Hey, if you don’t have to think too hard, you won’t have to find a way out of your miserable state.
See, I am giving you nothing but golden nuggets of information here.
Use them wisely, grasshoppers!
Step 10: Stop Using Your Medication
Throw away your pills that are keeping you even.
What do doctors, psychologists, therapists, and other mental PROFESSIONALS know?
That’s what they know.
Am I right?
Sure, I am right.
Throw those pills down the drain and embrace being unhinged.
Ride the roller coaster ride of misery down into the lowest pits of existence.

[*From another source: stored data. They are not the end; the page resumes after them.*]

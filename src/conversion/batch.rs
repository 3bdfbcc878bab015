use crate::cli::path_mapping::map_input_to_output;
use crate::conversion::engine::{ConversionEngine, ConvertedData};
use crate::conversion::stats::ConversionStatistics;
use crate::conversion::{ConversionConfig, ConversionResult};
use crate::error::{ConversionError, ConversionErrorKind};
use crate::parser::directory::find_input_files;
use crate::parser::InputSource;
use indicatif::ProgressBar;
use std::path::{Path, PathBuf};

/// Batch convert multiple sources. Optionally continue on errors.
pub fn convert_batch_sources(
    sources: Vec<InputSource>,
    config: &ConversionConfig,
    continue_on_error: bool,
) -> ConversionResult<Vec<(InputSource, ConvertedData)>> {
    let engine = ConversionEngine::new(config.clone());
    let mut results = Vec::new();

    for src in sources {
        match engine.convert_from_source(&src) {
            Ok(data) => results.push((src, data)),
            Err(e) => {
                if continue_on_error {
                    tracing::warn!(source = %src.description(), "{}", e.user_message());
                    continue;
                } else {
                    return Err(e);
                }
            }
        }
    }

    Ok(results)
}

/// Outcome of converting a directory
#[derive(Debug, Default)]
pub struct DirectoryReport {
    /// (input, output) pairs written
    pub converted: Vec<(PathBuf, PathBuf)>,
    /// Inputs that failed, with the error message
    pub failed: Vec<(PathBuf, String)>,
    pub stats: ConversionStatistics,
}

/// Convert every input-format file under `input_dir` into `output_dir`,
/// mirroring the directory structure and swapping the extension.
pub fn convert_directory(
    input_dir: &Path,
    output_dir: &Path,
    config: &ConversionConfig,
    recursive: bool,
    continue_on_error: bool,
    progress: Option<&ProgressBar>,
) -> ConversionResult<DirectoryReport> {
    let engine = ConversionEngine::new(config.clone());
    engine.check()?;

    let files = find_input_files(input_dir, config.input_format, recursive).map_err(|e| {
        ConversionError::conversion(ConversionErrorKind::io(
            format!("Failed to list input directory: {}", e),
            Some(input_dir.to_path_buf()),
        ))
    })?;

    tracing::info!(
        count = files.len(),
        dir = %input_dir.display(),
        "found {} files",
        config.input_format
    );
    if let Some(pb) = progress {
        pb.set_length(files.len() as u64);
    }

    let mut report = DirectoryReport::default();
    for input in files {
        let output = map_input_to_output(
            input_dir,
            &input,
            output_dir,
            config.output_format.extension(),
        );

        match engine.convert_file(&input, &output) {
            Ok(data) => {
                report.stats.record(&data.metadata);
                report.converted.push((input, output));
            }
            Err(e) => {
                let message = e.user_message();
                tracing::debug!(file = %input.display(), "{}", message);
                report.stats.record_failure();
                if !continue_on_error {
                    return Err(ConversionError::conversion_with_source(
                        ConversionErrorKind::ConversionFailed {
                            message: format!(
                                "Aborting at {}: {}",
                                input.display(),
                                message
                            ),
                        },
                        e.into(),
                    ));
                }
                report.failed.push((input, message));
            }
        }

        if let Some(pb) = progress {
            pb.inc(1);
        }
    }

    Ok(report)
}
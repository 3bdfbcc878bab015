//! Conversion between JSON values and CSV cell text

use crate::formatter::quotes::CsvQuoter;
use serde_json::{Number, Value};

/// Integral floats below 2^63 fit an i64 exactly
const I64_BOUND: f64 = 9_223_372_036_854_775_808.0;
/// Integral floats below 2^64 fit a u64 exactly
const U64_BOUND: f64 = 18_446_744_073_709_551_616.0;

/// Render a JSON value as one escaped CSV cell.
///
/// Null is an empty cell; scalars print the way JavaScript prints them.
/// Arrays and objects (left over when not flattening) become compact JSON.
pub fn value_to_cell(value: &Value, quoter: &CsvQuoter) -> String {
    match value {
        Value::Null => String::new(),
        Value::Bool(b) => b.to_string(),
        Value::Number(n) => number_to_string(n),
        Value::String(s) => quoter.format(s),
        Value::Array(_) | Value::Object(_) => quoter.format(&value.to_string()),
    }
}

/// Number text without a trailing `.0` on integral floats
pub fn number_to_string(n: &Number) -> String {
    if let Some(i) = n.as_i64() {
        return i.to_string();
    }
    if let Some(u) = n.as_u64() {
        return u.to_string();
    }
    match n.as_f64() {
        Some(f) => float_to_string(f),
        None => n.to_string(),
    }
}

fn float_to_string(f: f64) -> String {
    if f == 0.0 {
        // also covers -0
        return "0".to_string();
    }

    let magnitude = f.abs();
    if (1e-6..1e21).contains(&magnitude) {
        return format!("{}", f);
    }

    // Exponent form, with an explicit sign on positive exponents
    let formatted = format!("{:e}", f);
    match formatted.split_once('e') {
        Some((mantissa, exp)) if !exp.starts_with('-') => format!("{}e+{}", mantissa, exp),
        _ => formatted,
    }
}

/// Infer a JSON value from a raw CSV cell.
///
/// Priority: empty → null, `true`/`false` → boolean, numeric text → number,
/// text wrapped in double quotes → unwrapped string, anything else → string.
/// Numeric text that overflows to infinity has no JSON number and becomes null.
pub fn coerce_cell(cell: &str) -> Value {
    if cell.is_empty() {
        return Value::Null;
    }
    match cell {
        "true" => return Value::Bool(true),
        "false" => return Value::Bool(false),
        _ => {}
    }
    if let Some(number) = parse_number(cell) {
        return number_value(number);
    }
    if cell.len() >= 2 && cell.starts_with('"') && cell.ends_with('"') {
        return Value::String(cell[1..cell.len() - 1].replace("\"\"", "\""));
    }
    Value::String(cell.to_string())
}

/// Parse trimmed cell text as a number.
///
/// Accepts decimal and exponent forms, unsigned `0x`/`0o`/`0b` integers and
/// the exact spellings `Infinity`, `+Infinity` and `-Infinity`. Literals too
/// large for f64 parse as infinity. NaN is never a number.
pub fn parse_number(cell: &str) -> Option<f64> {
    let trimmed = cell.trim();
    if trimmed.is_empty() {
        return None;
    }

    let lower = trimmed.to_ascii_lowercase();
    for (prefix, radix) in [("0x", 16), ("0o", 8), ("0b", 2)] {
        if let Some(digits) = lower.strip_prefix(prefix) {
            if digits.is_empty() || digits.starts_with('+') {
                return None;
            }
            return u64::from_str_radix(digits, radix).ok().map(|v| v as f64);
        }
    }

    match trimmed {
        "Infinity" | "+Infinity" => return Some(f64::INFINITY),
        "-Infinity" => return Some(f64::NEG_INFINITY),
        _ => {}
    }
    // Rust also reads "inf" and "nan" spellings; those stay text
    if lower.contains("inf") || lower.contains("nan") {
        return None;
    }

    trimmed.parse::<f64>().ok().filter(|f| !f.is_nan())
}

/// Integral values become JSON integers, everything else a float.
/// Infinities have no JSON form and become null.
fn number_value(f: f64) -> Value {
    if !f.is_finite() {
        return Value::Null;
    }
    if f.fract() == 0.0 {
        if f.abs() < I64_BOUND {
            return Value::from(f as i64);
        }
        if f > 0.0 && f < U64_BOUND {
            return Value::from(f as u64);
        }
    }
    Number::from_f64(f).map_or(Value::Null, Value::Number)
}
//! Input acquisition and parsing module

pub mod csv;
pub mod directory;
pub mod filter;

pub use self::csv::{parse_csv, parse_csv_line, split_records};

use crate::error::{ConversionError, FormatError, ParseError, ParseResult};
use serde_json::Value;
use std::io::Read;
use std::path::PathBuf;

/// Where raw input text comes from
#[derive(Debug, Clone, PartialEq)]
pub enum InputSource {
    /// Raw text given directly
    String(String),
    /// A single file path
    File(PathBuf),
    /// Standard input stream
    Stdin,
}

impl InputSource {
    /// Get a human-readable description of the source
    pub fn description(&self) -> String {
        match self {
            InputSource::String(_) => "string input".to_string(),
            InputSource::File(path) => format!("file: {}", path.display()),
            InputSource::Stdin => "standard input".to_string(),
        }
    }

    /// Get the size of the source in bytes (if known before reading)
    pub fn estimated_size(&self) -> Option<u64> {
        match self {
            InputSource::String(s) => Some(s.len() as u64),
            InputSource::File(path) => std::fs::metadata(path).ok().map(|m| m.len()),
            InputSource::Stdin => None,
        }
    }

    /// Read the whole source as UTF-8 text
    pub fn read_content(&self) -> Result<String, ConversionError> {
        match self {
            InputSource::String(content) => Ok(content.clone()),
            InputSource::File(path) => std::fs::read_to_string(path)
                .map_err(|e| ConversionError::read_failed(&e, Some(path.clone()))),
            InputSource::Stdin => {
                let mut buffer = String::new();
                std::io::stdin()
                    .read_to_string(&mut buffer)
                    .map_err(|e| ConversionError::read_failed(&e, None))?;
                Ok(buffer)
            }
        }
    }
}

/// Parse JSON text into a value
pub fn parse_json(content: &str) -> ParseResult<Value> {
    serde_json::from_str(content).map_err(|e| {
        let location = extract_error_location(&e);
        ParseError::json(e.to_string(), location).with_preview(get_error_preview(content, &e))
    })
}

/// Parse JSON text whose root must be an array of records
pub fn parse_json_array(content: &str) -> Result<Vec<Value>, ConversionError> {
    match parse_json(content)? {
        Value::Array(items) => Ok(items),
        other => Err(FormatError::NotAnArray {
            found: value_type_name(&other),
        }
        .into()),
    }
}

/// Short name of a JSON value's type, for messages
pub fn value_type_name(value: &Value) -> &'static str {
    match value {
        Value::Null => "null",
        Value::Bool(_) => "boolean",
        Value::Number(_) => "number",
        Value::String(_) => "string",
        Value::Array(_) => "array",
        Value::Object(_) => "object",
    }
}

/// serde_json reports line 0 for errors that carry no position
fn extract_error_location(error: &serde_json::Error) -> Option<(usize, usize)> {
    match (error.line(), error.column()) {
        (0, _) => None,
        (line, column) => Some((line, column)),
    }
}

/// Show the offending line with a caret under the failing column
fn get_error_preview(content: &str, error: &serde_json::Error) -> String {
    if let Some((line, col)) = extract_error_location(error) {
        if let Some(error_line) = content.lines().nth(line - 1) {
            let caret = col.saturating_sub(1).min(error_line.chars().count());
            return format!("{}\n{}^", error_line, " ".repeat(caret));
        }
    }

    "Context not available".to_string()
}
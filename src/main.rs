use clap::Parser;
use std::io::Write;
use std::time::Duration;

use anyhow::Result;

use tabconv::cli::{handle_error, Args, CliConfig, CliUtils};
use tabconv::conversion::batch::convert_directory;
use tabconv::conversion::engine::write_output;
use tabconv::conversion::stats::ConversionStatistics;
use tabconv::conversion::ConversionEngine;
use tabconv::{logging, ConversionError};

fn main() {
    let args = Args::parse();
    logging::init_cli_logger(args.verbose, args.quiet);

    if let Err(error) = run(args) {
        match error.downcast_ref::<ConversionError>() {
            Some(conversion_error) => handle_error(conversion_error),
            None => CliUtils::show_error(&format!("{:#}", error)),
        }
        std::process::exit(1);
    }
}

fn run(args: Args) -> Result<()> {
    let cli = CliConfig::from_args(args)?;
    tracing::debug!(config = ?cli.conversion_config, "resolved configuration");

    // Fail on an unsupported pair before touching any file
    let engine = ConversionEngine::new(cli.conversion_config.clone());
    engine.check()?;

    match cli.input_directory() {
        Some(_) => handle_directory(&cli),
        None => handle_single(&cli, &engine),
    }
}

fn handle_single(cli: &CliConfig, engine: &ConversionEngine) -> Result<()> {
    let source = cli.input_source();
    tracing::debug!(source = %source.description(), "reading input");
    let result = engine.convert_from_source(&source)?;

    match &cli.args.output_file {
        Some(path) => {
            write_output(path, &result.content)?;
            CliUtils::show_success(
                &format!(
                    "Converted {} to {}",
                    cli.input_description(),
                    cli.output_description()
                ),
                cli.is_quiet(),
            );
        }
        None => {
            let mut stdout = std::io::stdout().lock();
            stdout.write_all(result.content.as_bytes())?;
            if !result.content.is_empty() {
                writeln!(stdout)?;
            }
        }
    }

    if cli.want_stats() {
        output_statistics(&ConversionStatistics::for_conversion(&result.metadata), cli.is_quiet());
    }

    Ok(())
}

fn handle_directory(cli: &CliConfig) -> Result<()> {
    let input_dir = cli
        .input_directory()
        .ok_or_else(|| anyhow::anyhow!("Input directory not found"))?;
    let output_dir = cli
        .args
        .output_file
        .as_ref()
        .ok_or_else(|| anyhow::anyhow!("Output directory required for directory conversion"))?;

    let progress = (!cli.is_quiet()).then(|| CliUtils::create_progress_bar(0));
    let report = convert_directory(
        input_dir,
        output_dir,
        &cli.conversion_config,
        cli.args.recursive,
        cli.continue_on_error(),
        progress.as_ref(),
    );
    if let Some(pb) = &progress {
        pb.finish_and_clear();
    }
    let report = report?;

    if report.converted.is_empty() && report.failed.is_empty() {
        CliUtils::show_warning(
            &format!(
                "No {} files found in {}",
                cli.conversion_config.input_format,
                input_dir.display()
            ),
            cli.is_quiet(),
        );
        return Ok(());
    }

    for (input, output) in &report.converted {
        let relative = input.strip_prefix(input_dir).unwrap_or(input);
        CliUtils::show_success(
            &format!("{} -> {}", relative.display(), output.display()),
            cli.is_quiet(),
        );
    }
    for (input, message) in &report.failed {
        CliUtils::show_error(&format!("Error converting {}: {}", input.display(), message));
    }

    if cli.want_stats() {
        output_statistics(&report.stats, cli.is_quiet());
    }

    Ok(())
}

fn output_statistics(stats: &ConversionStatistics, quiet: bool) {
    if quiet {
        return;
    }

    eprintln!("\nConversion Statistics:");
    eprintln!("{}", stats.summary());
    eprintln!(
        "Input size: {}",
        CliUtils::format_file_size(stats.input_size_bytes)
    );
    eprintln!(
        "Output size: {}",
        CliUtils::format_file_size(stats.output_size_bytes)
    );
    eprintln!(
        "Processing time: {}",
        CliUtils::format_duration(Duration::from_millis(stats.processing_time_ms))
    );
}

The Ten Step Guide To Feeling Miserable
Are you excited?
If so, then you read this guide wrong.
You need and should feel like crap.
If you are happy READ THIS OVER AGAIN you big stupid dummy head.
And if you have read it and are more miserable now than before, share it.
Share the misery.
Why sit in your misery alone?
You know it doesn’t like to be alone.
Because misery loves company.
Long live a miserable life.
THIS IS A SPOOF: Ten Step Guide To Being Miserable
Listen, this is a spoof article.
There is NOTHING good about feelings and being miserable.
We are human.
Make ignorant decisions.
Cause pain to others and ourselves.
We go through life with no manuscript on how to live it.
Misery does nothing but takes from you/us the gift of not only life but the gift that is you/us.
When you feel misery, you rob not only the world of your greatness (because you are), but you rob yourself of your greatness.
There is nothing great about wasting your potential.
There is nothing great about wallowing around in the past.
And there is nothing great about being miserable.
I promise you, you are not the only one who regrets being with certain people.
I promise you, that you are not the only one who has made foolish mistakes.
And I promise you, that you are not the only one who feels so miserable about your life’s decisions.
But you can change that around.
Check out my “100 Ways To let Go and Move On” article.
We get one life to live. live it while you can.
Be happy and successful with your ONE life.